*** EXTRACTED MATERIAL Section Begins ***
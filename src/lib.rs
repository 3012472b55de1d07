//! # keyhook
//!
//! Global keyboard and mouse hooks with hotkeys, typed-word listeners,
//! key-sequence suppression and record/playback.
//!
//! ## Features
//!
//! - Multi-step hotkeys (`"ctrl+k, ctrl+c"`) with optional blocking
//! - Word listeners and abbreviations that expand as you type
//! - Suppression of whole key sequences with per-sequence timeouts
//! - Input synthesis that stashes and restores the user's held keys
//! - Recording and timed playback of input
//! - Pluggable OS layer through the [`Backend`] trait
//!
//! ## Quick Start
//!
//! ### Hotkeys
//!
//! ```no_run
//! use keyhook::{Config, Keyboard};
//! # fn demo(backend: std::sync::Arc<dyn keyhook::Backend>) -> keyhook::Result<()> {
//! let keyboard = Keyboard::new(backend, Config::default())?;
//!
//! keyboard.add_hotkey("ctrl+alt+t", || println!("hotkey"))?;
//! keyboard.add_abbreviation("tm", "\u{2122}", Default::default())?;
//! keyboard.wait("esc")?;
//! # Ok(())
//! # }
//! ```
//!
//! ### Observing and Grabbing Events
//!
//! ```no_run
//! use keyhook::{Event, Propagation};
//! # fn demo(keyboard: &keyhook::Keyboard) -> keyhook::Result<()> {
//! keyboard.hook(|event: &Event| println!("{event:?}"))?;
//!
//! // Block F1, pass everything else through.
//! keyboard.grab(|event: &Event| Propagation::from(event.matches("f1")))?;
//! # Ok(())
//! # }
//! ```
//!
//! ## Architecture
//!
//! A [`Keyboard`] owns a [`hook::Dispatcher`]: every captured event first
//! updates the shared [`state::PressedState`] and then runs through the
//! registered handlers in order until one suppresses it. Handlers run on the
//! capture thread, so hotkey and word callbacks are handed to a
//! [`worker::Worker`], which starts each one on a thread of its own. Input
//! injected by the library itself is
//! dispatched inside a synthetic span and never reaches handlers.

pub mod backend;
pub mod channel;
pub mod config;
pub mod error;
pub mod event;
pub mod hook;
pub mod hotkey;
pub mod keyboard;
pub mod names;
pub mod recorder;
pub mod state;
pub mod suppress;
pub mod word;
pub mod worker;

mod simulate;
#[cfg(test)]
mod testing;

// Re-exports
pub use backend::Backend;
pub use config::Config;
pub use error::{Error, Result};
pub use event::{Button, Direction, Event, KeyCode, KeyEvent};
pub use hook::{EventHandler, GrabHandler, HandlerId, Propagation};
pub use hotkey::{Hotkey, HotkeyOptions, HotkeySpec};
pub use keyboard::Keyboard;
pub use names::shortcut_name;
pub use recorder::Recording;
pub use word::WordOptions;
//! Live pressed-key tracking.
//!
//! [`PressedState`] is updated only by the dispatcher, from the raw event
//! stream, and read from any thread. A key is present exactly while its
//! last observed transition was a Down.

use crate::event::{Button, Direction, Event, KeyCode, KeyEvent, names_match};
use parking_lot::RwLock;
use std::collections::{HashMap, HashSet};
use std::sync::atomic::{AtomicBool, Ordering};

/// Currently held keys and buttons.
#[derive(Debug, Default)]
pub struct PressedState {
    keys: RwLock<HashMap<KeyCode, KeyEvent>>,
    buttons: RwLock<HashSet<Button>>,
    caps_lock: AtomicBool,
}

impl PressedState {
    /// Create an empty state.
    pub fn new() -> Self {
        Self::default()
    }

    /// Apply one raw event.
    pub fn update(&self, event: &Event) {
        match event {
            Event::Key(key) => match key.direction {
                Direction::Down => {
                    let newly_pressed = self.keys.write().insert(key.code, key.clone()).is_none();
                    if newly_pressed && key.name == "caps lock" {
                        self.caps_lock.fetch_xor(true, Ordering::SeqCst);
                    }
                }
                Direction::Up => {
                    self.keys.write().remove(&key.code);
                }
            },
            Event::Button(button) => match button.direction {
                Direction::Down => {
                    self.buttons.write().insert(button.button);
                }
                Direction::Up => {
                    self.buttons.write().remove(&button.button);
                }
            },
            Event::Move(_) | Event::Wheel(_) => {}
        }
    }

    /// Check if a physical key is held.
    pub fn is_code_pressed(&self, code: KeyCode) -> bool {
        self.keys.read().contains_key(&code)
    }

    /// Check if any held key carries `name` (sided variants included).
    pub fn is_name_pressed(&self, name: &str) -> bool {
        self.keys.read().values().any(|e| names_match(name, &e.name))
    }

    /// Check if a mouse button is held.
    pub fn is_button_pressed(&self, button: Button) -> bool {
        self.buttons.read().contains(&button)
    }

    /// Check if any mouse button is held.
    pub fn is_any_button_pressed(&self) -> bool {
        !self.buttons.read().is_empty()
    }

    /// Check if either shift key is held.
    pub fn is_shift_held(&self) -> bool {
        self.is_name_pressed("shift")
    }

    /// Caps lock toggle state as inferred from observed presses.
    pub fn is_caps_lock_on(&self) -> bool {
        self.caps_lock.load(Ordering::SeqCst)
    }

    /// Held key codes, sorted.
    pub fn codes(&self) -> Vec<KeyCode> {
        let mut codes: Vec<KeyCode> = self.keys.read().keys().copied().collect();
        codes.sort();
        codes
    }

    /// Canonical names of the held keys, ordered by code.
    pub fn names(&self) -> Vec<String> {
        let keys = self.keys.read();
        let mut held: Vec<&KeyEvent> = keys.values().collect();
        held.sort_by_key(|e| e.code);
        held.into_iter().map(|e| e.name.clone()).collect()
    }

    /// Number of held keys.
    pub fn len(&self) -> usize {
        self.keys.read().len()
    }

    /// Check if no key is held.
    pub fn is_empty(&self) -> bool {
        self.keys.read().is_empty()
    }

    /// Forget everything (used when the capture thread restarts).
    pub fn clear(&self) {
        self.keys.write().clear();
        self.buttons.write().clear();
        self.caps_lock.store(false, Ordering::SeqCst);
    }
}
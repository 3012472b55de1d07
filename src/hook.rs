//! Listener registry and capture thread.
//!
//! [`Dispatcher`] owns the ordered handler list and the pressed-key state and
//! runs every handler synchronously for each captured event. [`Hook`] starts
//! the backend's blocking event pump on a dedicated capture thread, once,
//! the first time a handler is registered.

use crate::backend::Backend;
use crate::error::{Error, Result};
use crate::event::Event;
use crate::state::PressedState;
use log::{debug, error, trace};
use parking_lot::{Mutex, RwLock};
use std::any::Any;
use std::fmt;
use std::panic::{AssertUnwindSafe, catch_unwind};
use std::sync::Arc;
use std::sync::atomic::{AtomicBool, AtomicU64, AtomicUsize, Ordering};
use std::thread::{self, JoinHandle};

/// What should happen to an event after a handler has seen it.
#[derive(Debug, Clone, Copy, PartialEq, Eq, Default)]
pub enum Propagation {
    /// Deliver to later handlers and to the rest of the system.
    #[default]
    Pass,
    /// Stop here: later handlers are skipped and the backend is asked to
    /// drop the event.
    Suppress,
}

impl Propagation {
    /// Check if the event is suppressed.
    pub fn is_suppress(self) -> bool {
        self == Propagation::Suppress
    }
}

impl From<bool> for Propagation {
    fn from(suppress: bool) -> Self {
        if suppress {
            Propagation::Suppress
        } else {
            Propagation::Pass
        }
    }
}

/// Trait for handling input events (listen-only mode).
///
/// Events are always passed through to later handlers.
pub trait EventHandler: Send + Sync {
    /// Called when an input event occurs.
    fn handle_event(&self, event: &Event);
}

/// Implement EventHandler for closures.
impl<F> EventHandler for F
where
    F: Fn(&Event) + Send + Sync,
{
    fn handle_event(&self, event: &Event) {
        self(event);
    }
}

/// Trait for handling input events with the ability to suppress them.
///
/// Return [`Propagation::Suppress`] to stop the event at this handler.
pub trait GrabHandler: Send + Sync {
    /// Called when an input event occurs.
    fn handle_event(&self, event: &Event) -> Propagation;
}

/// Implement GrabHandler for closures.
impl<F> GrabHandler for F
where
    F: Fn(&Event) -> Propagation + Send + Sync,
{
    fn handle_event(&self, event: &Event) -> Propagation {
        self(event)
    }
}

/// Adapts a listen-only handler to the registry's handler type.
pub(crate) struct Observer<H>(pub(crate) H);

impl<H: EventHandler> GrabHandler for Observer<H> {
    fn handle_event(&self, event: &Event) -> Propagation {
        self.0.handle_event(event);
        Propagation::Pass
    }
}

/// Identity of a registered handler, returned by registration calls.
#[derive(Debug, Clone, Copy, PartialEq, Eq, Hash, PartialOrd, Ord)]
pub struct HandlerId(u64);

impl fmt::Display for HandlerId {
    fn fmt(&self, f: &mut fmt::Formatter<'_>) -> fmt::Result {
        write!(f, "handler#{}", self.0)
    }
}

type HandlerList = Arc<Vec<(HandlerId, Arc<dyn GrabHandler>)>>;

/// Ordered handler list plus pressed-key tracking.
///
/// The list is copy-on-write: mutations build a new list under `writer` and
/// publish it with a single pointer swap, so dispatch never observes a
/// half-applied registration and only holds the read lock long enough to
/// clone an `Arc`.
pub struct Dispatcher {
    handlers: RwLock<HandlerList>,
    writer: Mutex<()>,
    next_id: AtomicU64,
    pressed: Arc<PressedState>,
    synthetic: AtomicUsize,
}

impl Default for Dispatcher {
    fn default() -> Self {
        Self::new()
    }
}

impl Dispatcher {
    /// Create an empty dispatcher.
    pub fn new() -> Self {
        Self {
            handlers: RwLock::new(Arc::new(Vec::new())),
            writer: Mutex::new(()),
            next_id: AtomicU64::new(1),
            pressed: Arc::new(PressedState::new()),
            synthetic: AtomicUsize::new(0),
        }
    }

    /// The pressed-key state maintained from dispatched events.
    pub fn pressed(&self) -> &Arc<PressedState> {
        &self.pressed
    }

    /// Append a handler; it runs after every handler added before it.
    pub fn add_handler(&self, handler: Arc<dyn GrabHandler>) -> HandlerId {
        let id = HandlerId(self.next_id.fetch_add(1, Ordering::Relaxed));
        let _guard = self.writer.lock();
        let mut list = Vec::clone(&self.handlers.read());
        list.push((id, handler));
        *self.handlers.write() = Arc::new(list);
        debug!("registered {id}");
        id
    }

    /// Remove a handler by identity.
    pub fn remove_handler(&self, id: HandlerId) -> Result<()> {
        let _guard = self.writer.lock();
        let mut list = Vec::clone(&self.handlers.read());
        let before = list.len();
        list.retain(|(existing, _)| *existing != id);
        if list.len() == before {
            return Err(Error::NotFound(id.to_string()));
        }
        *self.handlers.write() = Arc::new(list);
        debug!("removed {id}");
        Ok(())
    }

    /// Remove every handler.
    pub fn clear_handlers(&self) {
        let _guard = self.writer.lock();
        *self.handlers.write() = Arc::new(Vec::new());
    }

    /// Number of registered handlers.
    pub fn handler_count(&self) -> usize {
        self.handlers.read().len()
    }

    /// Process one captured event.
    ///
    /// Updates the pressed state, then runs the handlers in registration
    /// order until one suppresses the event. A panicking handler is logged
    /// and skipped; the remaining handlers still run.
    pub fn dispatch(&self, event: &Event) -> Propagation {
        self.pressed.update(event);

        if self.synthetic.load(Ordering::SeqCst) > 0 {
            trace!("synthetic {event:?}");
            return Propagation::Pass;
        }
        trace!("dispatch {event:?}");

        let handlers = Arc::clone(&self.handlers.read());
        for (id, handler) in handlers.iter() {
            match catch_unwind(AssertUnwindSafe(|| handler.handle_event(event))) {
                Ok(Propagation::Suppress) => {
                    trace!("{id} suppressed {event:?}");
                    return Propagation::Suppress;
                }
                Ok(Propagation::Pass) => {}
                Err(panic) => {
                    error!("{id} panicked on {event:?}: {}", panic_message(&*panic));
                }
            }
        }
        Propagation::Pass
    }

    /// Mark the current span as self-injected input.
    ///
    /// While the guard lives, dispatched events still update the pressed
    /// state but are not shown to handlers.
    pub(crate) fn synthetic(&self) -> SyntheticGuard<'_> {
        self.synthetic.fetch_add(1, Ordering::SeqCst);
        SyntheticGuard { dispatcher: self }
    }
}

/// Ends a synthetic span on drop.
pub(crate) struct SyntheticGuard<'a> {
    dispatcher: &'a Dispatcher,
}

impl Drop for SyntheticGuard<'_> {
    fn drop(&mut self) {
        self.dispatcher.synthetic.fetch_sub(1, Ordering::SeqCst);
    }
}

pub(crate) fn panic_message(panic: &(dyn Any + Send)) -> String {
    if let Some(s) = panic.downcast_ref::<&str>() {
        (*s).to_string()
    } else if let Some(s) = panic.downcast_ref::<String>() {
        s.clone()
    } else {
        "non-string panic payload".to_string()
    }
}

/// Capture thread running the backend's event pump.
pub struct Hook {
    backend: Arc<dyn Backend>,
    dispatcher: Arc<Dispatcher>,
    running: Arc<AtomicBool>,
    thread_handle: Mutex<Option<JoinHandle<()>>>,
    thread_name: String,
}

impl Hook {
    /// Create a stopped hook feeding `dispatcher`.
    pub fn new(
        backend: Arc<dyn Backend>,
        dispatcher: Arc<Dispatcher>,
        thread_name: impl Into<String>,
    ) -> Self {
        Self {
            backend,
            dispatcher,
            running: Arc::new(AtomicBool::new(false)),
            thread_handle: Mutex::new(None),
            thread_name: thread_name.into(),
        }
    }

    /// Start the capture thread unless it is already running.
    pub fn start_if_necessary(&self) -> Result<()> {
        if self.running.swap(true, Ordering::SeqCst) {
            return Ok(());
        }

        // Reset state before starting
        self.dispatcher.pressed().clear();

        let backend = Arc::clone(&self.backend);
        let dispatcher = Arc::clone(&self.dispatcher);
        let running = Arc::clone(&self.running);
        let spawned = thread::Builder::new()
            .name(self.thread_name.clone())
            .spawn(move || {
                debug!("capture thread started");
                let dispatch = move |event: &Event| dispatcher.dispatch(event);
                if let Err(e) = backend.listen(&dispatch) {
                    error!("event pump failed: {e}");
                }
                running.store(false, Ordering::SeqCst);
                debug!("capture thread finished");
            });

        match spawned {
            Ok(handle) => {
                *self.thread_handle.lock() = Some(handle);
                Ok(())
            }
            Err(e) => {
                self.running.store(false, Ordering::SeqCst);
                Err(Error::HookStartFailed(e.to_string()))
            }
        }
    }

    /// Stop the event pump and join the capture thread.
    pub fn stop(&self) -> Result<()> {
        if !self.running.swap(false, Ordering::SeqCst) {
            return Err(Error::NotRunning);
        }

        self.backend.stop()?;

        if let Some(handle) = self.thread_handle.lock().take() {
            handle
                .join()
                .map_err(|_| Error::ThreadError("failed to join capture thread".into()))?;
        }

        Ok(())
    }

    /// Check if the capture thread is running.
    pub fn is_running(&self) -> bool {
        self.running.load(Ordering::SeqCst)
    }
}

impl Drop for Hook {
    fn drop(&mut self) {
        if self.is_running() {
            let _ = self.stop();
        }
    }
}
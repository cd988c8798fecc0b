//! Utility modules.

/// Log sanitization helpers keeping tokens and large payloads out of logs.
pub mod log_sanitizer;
*** EXTRACTED MATERIAL Section Ends ***
## TO DO
Identify every line above with the string "handling" in it. Copy those lines.

## WRITTEN ANSWER
/// Trait for handling input events (listen-only mode).
/// Trait for handling input events with the ability to suppress them.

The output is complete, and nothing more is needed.